* **WORK ITEM**: Transcribe everything in the records, dropping and changing nothing.

* **EXTRACTED MATERIAL**:
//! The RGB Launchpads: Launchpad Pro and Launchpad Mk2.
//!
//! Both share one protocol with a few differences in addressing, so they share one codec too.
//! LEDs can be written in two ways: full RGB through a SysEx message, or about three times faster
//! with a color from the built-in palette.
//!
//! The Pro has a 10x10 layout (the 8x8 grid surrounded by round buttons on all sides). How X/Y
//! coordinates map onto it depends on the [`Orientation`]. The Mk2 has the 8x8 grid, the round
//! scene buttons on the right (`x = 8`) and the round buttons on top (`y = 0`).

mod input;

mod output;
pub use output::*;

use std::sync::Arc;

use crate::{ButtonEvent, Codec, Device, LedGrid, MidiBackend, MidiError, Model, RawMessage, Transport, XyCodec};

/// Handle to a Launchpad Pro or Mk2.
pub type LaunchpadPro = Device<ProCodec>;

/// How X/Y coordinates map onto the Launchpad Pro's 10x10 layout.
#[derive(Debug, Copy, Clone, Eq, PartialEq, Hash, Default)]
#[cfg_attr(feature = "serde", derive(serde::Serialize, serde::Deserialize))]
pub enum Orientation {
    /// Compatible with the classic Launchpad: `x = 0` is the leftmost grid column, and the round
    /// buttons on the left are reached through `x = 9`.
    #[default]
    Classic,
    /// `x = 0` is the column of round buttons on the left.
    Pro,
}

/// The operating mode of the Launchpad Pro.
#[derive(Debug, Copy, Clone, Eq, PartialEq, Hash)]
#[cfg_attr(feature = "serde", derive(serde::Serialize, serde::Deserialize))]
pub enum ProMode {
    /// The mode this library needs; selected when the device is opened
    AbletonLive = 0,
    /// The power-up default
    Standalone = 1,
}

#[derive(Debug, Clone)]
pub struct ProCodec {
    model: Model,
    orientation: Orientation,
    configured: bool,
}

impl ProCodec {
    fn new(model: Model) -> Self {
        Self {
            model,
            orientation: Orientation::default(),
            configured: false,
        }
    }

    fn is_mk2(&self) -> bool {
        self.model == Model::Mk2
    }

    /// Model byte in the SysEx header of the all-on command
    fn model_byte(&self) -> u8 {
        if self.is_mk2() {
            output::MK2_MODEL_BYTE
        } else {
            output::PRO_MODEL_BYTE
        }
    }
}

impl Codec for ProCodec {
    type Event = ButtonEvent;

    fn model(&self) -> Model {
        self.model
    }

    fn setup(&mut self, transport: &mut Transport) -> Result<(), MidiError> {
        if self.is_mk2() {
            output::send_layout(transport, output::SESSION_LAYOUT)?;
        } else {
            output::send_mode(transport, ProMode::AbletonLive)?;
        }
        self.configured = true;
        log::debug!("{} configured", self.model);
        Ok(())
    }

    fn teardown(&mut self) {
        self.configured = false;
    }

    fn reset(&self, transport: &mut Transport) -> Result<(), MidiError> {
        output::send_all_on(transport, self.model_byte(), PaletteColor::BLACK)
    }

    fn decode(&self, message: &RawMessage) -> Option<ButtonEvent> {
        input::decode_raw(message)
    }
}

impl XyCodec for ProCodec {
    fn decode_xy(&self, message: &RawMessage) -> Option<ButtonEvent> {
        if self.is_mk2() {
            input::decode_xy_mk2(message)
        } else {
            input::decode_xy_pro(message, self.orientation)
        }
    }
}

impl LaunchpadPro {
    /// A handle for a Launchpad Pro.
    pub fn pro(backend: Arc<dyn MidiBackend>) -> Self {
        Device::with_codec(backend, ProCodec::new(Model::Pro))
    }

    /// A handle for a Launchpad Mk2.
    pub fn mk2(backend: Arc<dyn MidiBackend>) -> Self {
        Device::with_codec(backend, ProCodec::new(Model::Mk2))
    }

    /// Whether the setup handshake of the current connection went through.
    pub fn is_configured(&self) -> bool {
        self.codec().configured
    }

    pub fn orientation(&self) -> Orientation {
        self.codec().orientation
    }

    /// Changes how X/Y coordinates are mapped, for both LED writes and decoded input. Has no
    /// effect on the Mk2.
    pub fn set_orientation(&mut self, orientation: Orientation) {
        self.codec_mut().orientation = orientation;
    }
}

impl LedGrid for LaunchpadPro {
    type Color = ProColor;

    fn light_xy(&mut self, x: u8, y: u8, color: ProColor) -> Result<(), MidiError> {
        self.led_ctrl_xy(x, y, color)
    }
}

* **ANSWER**:
//! The RGB Launchpads: Launchpad Pro and Launchpad Mk2.
//!
//! Both share one protocol with a few differences in addressing, so they share one codec too.
//! LEDs can be written in two ways: full RGB through a SysEx message, or about three times faster
//! with a color from the built-in palette.
//!
//! The Pro has a 10x10 layout (the 8x8 grid surrounded by round buttons on all sides). How X/Y
//! coordinates map onto it depends on the [`Orientation`]. The Mk2 has the 8x8 grid, the round
//! scene buttons on the right (`x = 8`) and the round buttons on top (`y = 0`).

mod input;

mod output;
pub use output::*;

use std::sync::Arc;

use crate::{ButtonEvent, Codec, Device, LedGrid, MidiBackend, MidiError, Model, RawMessage, Transport, XyCodec};

/// Handle to a Launchpad Pro or Mk2.
pub type LaunchpadPro = Device<ProCodec>;

/// How X/Y coordinates map onto the Launchpad Pro's 10x10 layout.
#[derive(Debug, Copy, Clone, Eq, PartialEq, Hash, Default)]
#[cfg_attr(feature = "serde", derive(serde::Serialize, serde::Deserialize))]
pub enum Orientation {
    /// Compatible with the classic Launchpad: `x = 0` is the leftmost grid column, and the round
    /// buttons on the left are reached through `x = 9`.
    #[default]
    Classic,
    /// `x = 0` is the column of round buttons on the left.
    Pro,
}

/// The operating mode of the Launchpad Pro.
#[derive(Debug, Copy, Clone, Eq, PartialEq, Hash)]
#[cfg_attr(feature = "serde", derive(serde::Serialize, serde::Deserialize))]
pub enum ProMode {
    /// The mode this library needs; selected when the device is opened
    AbletonLive = 0,
    /// The power-up default
    Standalone = 1,
}

#[derive(Debug, Clone)]
pub struct ProCodec {
    model: Model,
    orientation: Orientation,
    configured: bool,
}

impl ProCodec {
    fn new(model: Model) -> Self {
        Self {
            model,
            orientation: Orientation::default(),
            configured: false,
        }
    }

    fn is_mk2(&self) -> bool {
        self.model == Model::Mk2
    }

    /// Model byte in the SysEx header of the all-on command
    fn model_byte(&self) -> u8 {
        if self.is_mk2() {
            output::MK2_MODEL_BYTE
        } else {
            output::PRO_MODEL_BYTE
        }
    }
}

impl Codec for ProCodec {
    type Event = ButtonEvent;

    fn model(&self) -> Model {
        self.model
    }

    fn setup(&mut self, transport: &mut Transport) -> Result<(), MidiError> {
        if self.is_mk2() {
            output::send_layout(transport, output::SESSION_LAYOUT)?;
        } else {
            output::send_mode(transport, ProMode::AbletonLive)?;
        }
        self.configured = true;
        log::debug!("{} configured", self.model);
        Ok(())
    }

    fn teardown(&mut self) {
        self.configured = false;
    }

    fn reset(&self, transport: &mut Transport) -> Result<(), MidiError> {
        output::send_all_on(transport, self.model_byte(), PaletteColor::BLACK)
    }

    fn decode(&self, message: &RawMessage) -> Option<ButtonEvent> {
        input::decode_raw(message)
    }
}

impl XyCodec for ProCodec {
    fn decode_xy(&self, message: &RawMessage) -> Option<ButtonEvent> {
        if self.is_mk2() {
            input::decode_xy_mk2(message)
        } else {
            input::decode_xy_pro(message, self.orientation)
        }
    }
}

impl LaunchpadPro {
    /// A handle for a Launchpad Pro.
    pub fn pro(backend: Arc<dyn MidiBackend>) -> Self {
        Device::with_codec(backend, ProCodec::new(Model::Pro))
    }

    /// A handle for a Launchpad Mk2.
    pub fn mk2(backend: Arc<dyn MidiBackend>) -> Self {
        Device::with_codec(backend, ProCodec::new(Model::Mk2))
    }

    /// Whether the setup handshake of the current connection went through.
    pub fn is_configured(&self) -> bool {
        self.codec().configured
    }

    pub fn orientation(&self) -> Orientation {
        self.codec().orientation
    }

    /// Changes how X/Y coordinates are mapped, for both LED writes and decoded input. Has no
    /// effect on the Mk2.
    pub fn set_orientation(&mut self, orientation: Orientation) {
        self.codec_mut().orientation = orientation;
    }
}

impl LedGrid for LaunchpadPro {
    type Color = ProColor;

    fn light_xy(&mut self, x: u8, y: u8, color: ProColor) -> Result<(), MidiError> {
        self.led_ctrl_xy(x, y, color)
    }
}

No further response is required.